**Supplied entries:**
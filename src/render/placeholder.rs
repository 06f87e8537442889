//! Placeholder page synthesis — the render path that cannot fail.
//!
//! When both real decoders give up on a page, the pipeline still needs an
//! image: the UI shows *something* and the batch keeps moving instead of
//! stalling on one broken page. The stand-in is a white page with a subtle
//! grid and the page number drawn large in block digits.

use image::{DynamicImage, Rgb, RgbImage};

/// Placeholder page size, roughly A4 at 150 DPI.
const PAGE_W: u32 = 1240;
const PAGE_H: u32 = 1754;
/// Grid pitch in pixels.
const GRID_STEP: u32 = 80;

const BACKGROUND: Rgb<u8> = Rgb([252, 252, 252]);
const GRID: Rgb<u8> = Rgb([232, 234, 238]);
const INK: Rgb<u8> = Rgb([148, 155, 164]);

/// 3×5 block glyphs for the digits 0–9, row-major, one bit per cell.
const DIGITS: [[u8; 15]; 10] = [
    [1, 1, 1, 1, 0, 1, 1, 0, 1, 1, 0, 1, 1, 1, 1], // 0
    [0, 1, 0, 1, 1, 0, 0, 1, 0, 0, 1, 0, 1, 1, 1], // 1
    [1, 1, 1, 0, 0, 1, 1, 1, 1, 1, 0, 0, 1, 1, 1], // 2
    [1, 1, 1, 0, 0, 1, 0, 1, 1, 0, 0, 1, 1, 1, 1], // 3
    [1, 0, 1, 1, 0, 1, 1, 1, 1, 0, 0, 1, 0, 0, 1], // 4
    [1, 1, 1, 1, 0, 0, 1, 1, 1, 0, 0, 1, 1, 1, 1], // 5
    [1, 1, 1, 1, 0, 0, 1, 1, 1, 1, 0, 1, 1, 1, 1], // 6
    [1, 1, 1, 0, 0, 1, 0, 1, 0, 0, 1, 0, 0, 1, 0], // 7
    [1, 1, 1, 1, 0, 1, 1, 1, 1, 1, 0, 1, 1, 1, 1], // 8
    [1, 1, 1, 1, 0, 1, 1, 1, 1, 0, 0, 1, 1, 1, 1], // 9
];

/// Cell size of one glyph bit when drawn.
const CELL: u32 = 28;
/// Horizontal gap between digits, in cells.
const DIGIT_GAP: u32 = 1;

/// Synthesize the placeholder image for a page.
pub fn synthesize(page_number: u32) -> DynamicImage {
    let mut img = RgbImage::from_pixel(PAGE_W, PAGE_H, BACKGROUND);

    for y in 0..PAGE_H {
        for x in 0..PAGE_W {
            if x % GRID_STEP == 0 || y % GRID_STEP == 0 {
                img.put_pixel(x, y, GRID);
            }
        }
    }

    draw_number(&mut img, page_number);
    DynamicImage::ImageRgb8(img)
}

/// Draw the page number centered on the page.
fn draw_number(img: &mut RgbImage, page_number: u32) {
    let digits: Vec<usize> = page_number
        .to_string()
        .bytes()
        .map(|b| (b - b'0') as usize)
        .collect();

    let glyph_w = 3 * CELL;
    let glyph_h = 5 * CELL;
    let total_w = digits.len() as u32 * glyph_w + (digits.len() as u32 - 1) * DIGIT_GAP * CELL;
    let origin_x = PAGE_W.saturating_sub(total_w) / 2;
    let origin_y = PAGE_H.saturating_sub(glyph_h) / 2;

    for (i, &digit) in digits.iter().enumerate() {
        let x0 = origin_x + i as u32 * (glyph_w + DIGIT_GAP * CELL);
        for row in 0..5u32 {
            for col in 0..3u32 {
                if DIGITS[digit][(row * 3 + col) as usize] == 1 {
                    fill_cell(img, x0 + col * CELL, origin_y + row * CELL);
                }
            }
        }
    }
}

fn fill_cell(img: &mut RgbImage, x0: u32, y0: u32) {
    for y in y0..(y0 + CELL).min(PAGE_H) {
        for x in x0..(x0 + CELL).min(PAGE_W) {
            img.put_pixel(x, y, INK);
        }
    }
}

**Task item:**
Above are the records. Identify each line that contains the word "usize".

**Response box:**
    let digits: Vec<usize> = page_number
        .map(|b| (b - b'0') as usize)
                if DIGITS[digit][(row * 3 + col) as usize] == 1 {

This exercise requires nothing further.